This year Christmas is different for me. I had planned on having a good chunk of money to spend, but then an un-anticipated move happened and I had to spend the money on storage, bills related to sharing an apartment and other moving expenses. This forced me to take a step back and evaluate the holiday.
After talking to my daughter and daughter-in-law one household is getting a zoo pass for the family, the other cash to put towards a bill. Practical, smart, helpful. I’m not buying for anyone else as the money isn’t there, and that is okay.

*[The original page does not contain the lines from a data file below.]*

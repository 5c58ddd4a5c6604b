//! Binds a [`PopupState`] to live DOM elements through web-sys.

use std::cell::Cell;
use std::rc::Rc;

use js_sys::Object;
use store::PopupConfig;
use wasm_bindgen::closure::Closure;
use wasm_bindgen::JsCast;
use web_sys::{Document, EventTarget, HtmlElement, MouseEvent, Node};

use super::error::{PopupError, PopupPart};
use super::state::{ClickTarget, Display, PopupEvent, PopupState};

/// Click handlers wired to one popup's container, open trigger and close
/// control, plus a window-level handler for backdrop clicks.
///
/// The listeners stay attached for as long as the value lives and are
/// removed when it is dropped.
pub struct PopupToggle {
    popup: Rc<BoundPopup>,
    _listeners: Vec<ClickListener>,
}

impl PopupToggle {
    /// Binds to the elements named by `config` in the current window's document.
    pub fn bind_document(config: &PopupConfig) -> Result<Self, PopupError> {
        let window = web_sys::window().ok_or(PopupError::NoWindow)?;
        let document = window.document().ok_or(PopupError::NoDocument)?;
        Self::bind(&document, config)
    }

    /// Looks up all three elements first and attaches nothing unless every
    /// one of them is present. Only the first element carrying the close
    /// class is bound.
    pub fn bind(document: &Document, config: &PopupConfig) -> Result<Self, PopupError> {
        let container_selector = format!("#{}", config.container_id);
        let container = document
            .get_element_by_id(&config.container_id)
            .ok_or_else(|| PopupError::MissingElement {
                part: PopupPart::Container,
                selector: container_selector.clone(),
            })?
            .dyn_into::<HtmlElement>()
            .map_err(|_| PopupError::NotHtmlElement {
                part: PopupPart::Container,
                selector: container_selector,
            })?;

        let trigger = document
            .get_element_by_id(&config.trigger_id)
            .ok_or_else(|| PopupError::MissingElement {
                part: PopupPart::Trigger,
                selector: format!("#{}", config.trigger_id),
            })?;

        let close = document
            .get_elements_by_class_name(&config.close_class)
            .item(0)
            .ok_or_else(|| PopupError::MissingElement {
                part: PopupPart::CloseControl,
                selector: format!(".{}", config.close_class),
            })?;

        let window: EventTarget = document.default_view().ok_or(PopupError::NoWindow)?.into();

        let initial = container
            .style()
            .get_property_value("display")
            .map(|value| Display::from_css(&value))
            .unwrap_or_default();
        let popup = Rc::new(BoundPopup {
            container,
            state: Cell::new(PopupState::new(initial)),
        });

        let listeners = vec![
            ClickListener::attach(trigger.into(), "open trigger", {
                let popup = popup.clone();
                move |_| popup.dispatch(PopupEvent::TriggerClicked)
            })?,
            ClickListener::attach(close.into(), "close control", {
                let popup = popup.clone();
                move |_| popup.dispatch(PopupEvent::CloseClicked)
            })?,
            ClickListener::attach(window, "window", {
                let popup = popup.clone();
                move |event: MouseEvent| {
                    let target = popup.classify(event.target());
                    popup.dispatch(PopupEvent::WindowClicked(target));
                }
            })?,
        ];

        tracing::debug!("bound popup #{}", config.container_id);
        Ok(Self {
            popup,
            _listeners: listeners,
        })
    }

    /// Last display value written by a handler, or the one read at bind time.
    pub fn display(&self) -> Display {
        self.popup.state.get().display()
    }
}

struct BoundPopup {
    container: HtmlElement,
    state: Cell<PopupState>,
}

impl BoundPopup {
    fn dispatch(&self, event: PopupEvent) {
        let mut state = self.state.get();
        if let Some(display) = state.handle(event) {
            if let Err(err) = self
                .container
                .style()
                .set_property("display", display.as_css())
            {
                tracing::error!("failed to set popup display: {:?}", err);
            }
            tracing::debug!(?event, "popup display set to {display}");
        }
        self.state.set(state);
    }

    /// Identity comparison against the container; containment only separates
    /// inner content from the rest of the page.
    fn classify(&self, target: Option<EventTarget>) -> ClickTarget {
        let Some(target) = target else {
            return ClickTarget::Outside;
        };
        if Object::is(target.as_ref(), self.container.as_ref()) {
            ClickTarget::Container
        } else if self.container.contains(target.dyn_ref::<Node>()) {
            ClickTarget::Descendant
        } else {
            ClickTarget::Outside
        }
    }
}

struct ClickListener {
    target: EventTarget,
    callback: Closure<dyn FnMut(MouseEvent)>,
}

impl ClickListener {
    fn attach(
        target: EventTarget,
        name: &'static str,
        handler: impl FnMut(MouseEvent) + 'static,
    ) -> Result<Self, PopupError> {
        let callback = Closure::wrap(Box::new(handler) as Box<dyn FnMut(MouseEvent)>);
        target
            .add_event_listener_with_callback("click", callback.as_ref().unchecked_ref())
            .map_err(|err| PopupError::Listen {
                target: name,
                reason: format!("{err:?}"),
            })?;
        Ok(Self { target, callback })
    }
}

impl Drop for ClickListener {
    fn drop(&mut self) {
        let _ = self
            .target
            .remove_event_listener_with_callback("click", self.callback.as_ref().unchecked_ref());
    }
}
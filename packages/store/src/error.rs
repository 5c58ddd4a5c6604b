use thiserror::Error;

use crate::models::{ClientId, JobId, PlantId};

/// Errors returned by [`crate::GardenStore`] and the parsing helpers.
#[derive(Debug, Error, PartialEq)]
pub enum StoreError {
    #[error("unknown client {0}")]
    UnknownClient(ClientId),

    #[error("unknown plant {0}")]
    UnknownPlant(PlantId),

    #[error("unknown job {0}")]
    UnknownJob(JobId),

    #[error("a plant with latin name `{0}` already exists")]
    DuplicateLatinName(String),

    #[error("`{0}` is not an English month name")]
    InvalidMonth(String),

    #[error("invalid seed data: {0}")]
    Seed(String),
}
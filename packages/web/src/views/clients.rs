use dioxus::prelude::*;

use store::{PlantId, SiteConfig};
use ui::{use_garden, ClientList, NewClientForm, Popup};

#[component]
pub fn Clients() -> Element {
    let config = use_context::<SiteConfig>();
    let mut garden = use_garden();
    let mut error = use_signal(|| Option::<String>::None);

    let plants: Vec<_> = garden.read().plants().cloned().collect();

    let handle_create = move |(name, plant_ids): (String, Vec<PlantId>)| {
        let result = garden.write().add_client(&name, &plant_ids);
        match result {
            Ok(id) => {
                tracing::info!("Added client {} ({})", name, id);
                error.set(None);
            }
            Err(e) => {
                tracing::warn!("Failed to add client {}: {}", name, e);
                error.set(Some(e.to_string()));
            }
        }
    };

    rsx! {
        h1 { "Clients" }
        ClientList {}

        Popup {
            config: config.popup.clone(),
            trigger_label: "Add client",
            NewClientForm { plants, on_create: handle_create }
            if let Some(msg) = error() {
                p { class: "client-form-error", "{msg}" }
            }
        }
    }
}
//! Loading a [`GardenStore`] from a TOML seed document.
//!
//! Records reference each other by name so seeds stay readable:
//!
//! ```toml
//! [[jobs]]
//! name = "Prune"
//! months = ["February", "March"]
//!
//! [[plants]]
//! name = "Rose"
//! latin_name = "Rosa canina"
//! jobs = ["Prune"]
//!
//! [[clients]]
//! name = "Mrs. Hudson"
//! plants = ["Rose"]
//! ```

use std::collections::HashMap;

use serde::Deserialize;

use crate::error::StoreError;
use crate::garden::GardenStore;
use crate::models::{JobId, PlantId};
use crate::month::Month;

#[derive(Debug, Default, Deserialize)]
struct SeedDocument {
    #[serde(default)]
    jobs: Vec<SeedJob>,
    #[serde(default)]
    plants: Vec<SeedPlant>,
    #[serde(default)]
    clients: Vec<SeedClient>,
}

#[derive(Debug, Deserialize)]
struct SeedJob {
    name: String,
    #[serde(default)]
    description: String,
    #[serde(default)]
    months: Vec<Month>,
}

#[derive(Debug, Deserialize)]
struct SeedPlant {
    name: String,
    #[serde(default)]
    latin_name: String,
    #[serde(default)]
    blooming_period: String,
    #[serde(default)]
    jobs: Vec<String>,
}

#[derive(Debug, Deserialize)]
struct SeedClient {
    name: String,
    #[serde(default)]
    plants: Vec<String>,
}

impl GardenStore {
    /// Build a store from a seed document.
    pub fn from_toml(s: &str) -> Result<Self, StoreError> {
        let doc: SeedDocument = toml::from_str(s).map_err(|e| StoreError::Seed(e.to_string()))?;
        let mut store = GardenStore::new();

        let mut jobs: HashMap<&str, JobId> = HashMap::new();
        for job in &doc.jobs {
            let id = store.add_job(&job.name, &job.description, job.months.clone());
            if jobs.insert(job.name.as_str(), id).is_some() {
                return Err(StoreError::Seed(format!("duplicate job `{}`", job.name)));
            }
        }

        let mut plants: HashMap<&str, PlantId> = HashMap::new();
        for plant in &doc.plants {
            let job_ids = plant
                .jobs
                .iter()
                .map(|name| {
                    jobs.get(name.as_str()).copied().ok_or_else(|| {
                        StoreError::Seed(format!(
                            "plant `{}` references unknown job `{name}`",
                            plant.name
                        ))
                    })
                })
                .collect::<Result<Vec<_>, _>>()?;
            let id = store.add_plant(
                &plant.name,
                &plant.latin_name,
                &plant.blooming_period,
                &job_ids,
            )?;
            if plants.insert(plant.name.as_str(), id).is_some() {
                return Err(StoreError::Seed(format!("duplicate plant `{}`", plant.name)));
            }
        }

        for client in &doc.clients {
            let plant_ids = client
                .plants
                .iter()
                .map(|name| {
                    plants.get(name.as_str()).copied().ok_or_else(|| {
                        StoreError::Seed(format!(
                            "client `{}` references unknown plant `{name}`",
                            client.name
                        ))
                    })
                })
                .collect::<Result<Vec<_>, _>>()?;
            store.add_client(&client.name, &plant_ids)?;
        }

        Ok(store)
    }
}

#[cfg(test)]
mod tests {
    use super::*;
    use crate::models::ClientId;

    const SEED: &str = r#"
[[jobs]]
name = "Prune"
description = "Cut back to **three buds**."
months = ["march", "February"]

[[jobs]]
name = "Mulch"
months = ["November"]

[[plants]]
name = "Rose"
latin_name = "Rosa canina"
blooming_period = "June - August"
jobs = ["Prune", "Mulch"]

[[plants]]
name = "Box"
latin_name = "Buxus sempervirens"

[[clients]]
name = "Mrs. Hudson"
plants = ["Rose", "Box"]
"#;

    #[test]
    fn test_from_toml() {
        let store = GardenStore::from_toml(SEED).unwrap();
        assert_eq!(store.jobs().count(), 2);
        assert_eq!(store.plants().count(), 2);

        let plants = store.plants_of_client(ClientId(1)).unwrap();
        let names: Vec<_> = plants.iter().map(|p| p.name.as_str()).collect();
        assert_eq!(names, vec!["Rose", "Box"]);

        assert_eq!(
            store.months_of_plant(PlantId(1)).unwrap(),
            vec![Month::February, Month::March, Month::November]
        );
    }

    #[test]
    fn test_empty_seed() {
        let store = GardenStore::from_toml("").unwrap();
        assert_eq!(store, GardenStore::new());
    }

    #[test]
    fn test_unknown_reference() {
        let err = GardenStore::from_toml("[[clients]]\nname = \"A\"\nplants = [\"Yew\"]\n")
            .unwrap_err();
        assert!(matches!(err, StoreError::Seed(msg) if msg.contains("Yew")));
    }

    #[test]
    fn test_bad_month_is_a_seed_error() {
        let err = GardenStore::from_toml("[[jobs]]\nname = \"A\"\nmonths = [\"Brumaire\"]\n")
            .unwrap_err();
        assert!(matches!(err, StoreError::Seed(_)));
    }

    #[test]
    fn test_duplicate_plant_name() {
        let seed = r#"
[[plants]]
name = "Rose"
latin_name = "Rosa canina"

[[plants]]
name = "Rose"
latin_name = "Rosa gallica"

[[clients]]
name = "Mrs. Hudson"
plants = ["Rose"]
"#;
        assert_eq!(
            GardenStore::from_toml(seed),
            Err(StoreError::Seed("duplicate plant `Rose`".to_string()))
        );
    }

    #[test]
    fn test_duplicate_job_name() {
        let seed = "[[jobs]]\nname = \"Prune\"\n[[jobs]]\nname = \"Prune\"\nmonths = [\"May\"]\n";
        assert_eq!(
            GardenStore::from_toml(seed),
            Err(StoreError::Seed("duplicate job `Prune`".to_string()))
        );
    }

    #[test]
    fn test_duplicate_latin_name() {
        let seed = "[[plants]]\nname = \"A\"\nlatin_name = \"X\"\n[[plants]]\nname = \"B\"\nlatin_name = \"X\"\n";
        assert_eq!(
            GardenStore::from_toml(seed),
            Err(StoreError::DuplicateLatinName("X".to_string()))
        );
    }
}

Once mom died I learned that no amount of money and gifts make the holiday better. People do. Family. In the year leading up to mom’s last Christmas this lesson began. Nothing we could buy for her seemed to matter. She could no longer eat things she loved, she was losing weight fast so clothes were hard to buy in the right size and we knew she really didn’t need anything. If she wasn’t in her pajamas she was in loose fitting things that kept her tube that drained her stomach hidden from view and didn’t bind her waist and make that contraption uncomfortable for her. I learned that time together is what mattered. Talking, making memories over coffee in our arm chairs or curled up on her bed when she was too tired to come downstairs. That is what mattered most. She made us each a gift, a printed, framed picture of something she said to us frequently, “the landscape of your life is constantly changing”…it will look very different a year from now. It always inspired us to hang in there and not get upset when big changes happened because the bad times (and good) wouldn’t last forever. It hangs up on the wall in my room now to remind me of this truth.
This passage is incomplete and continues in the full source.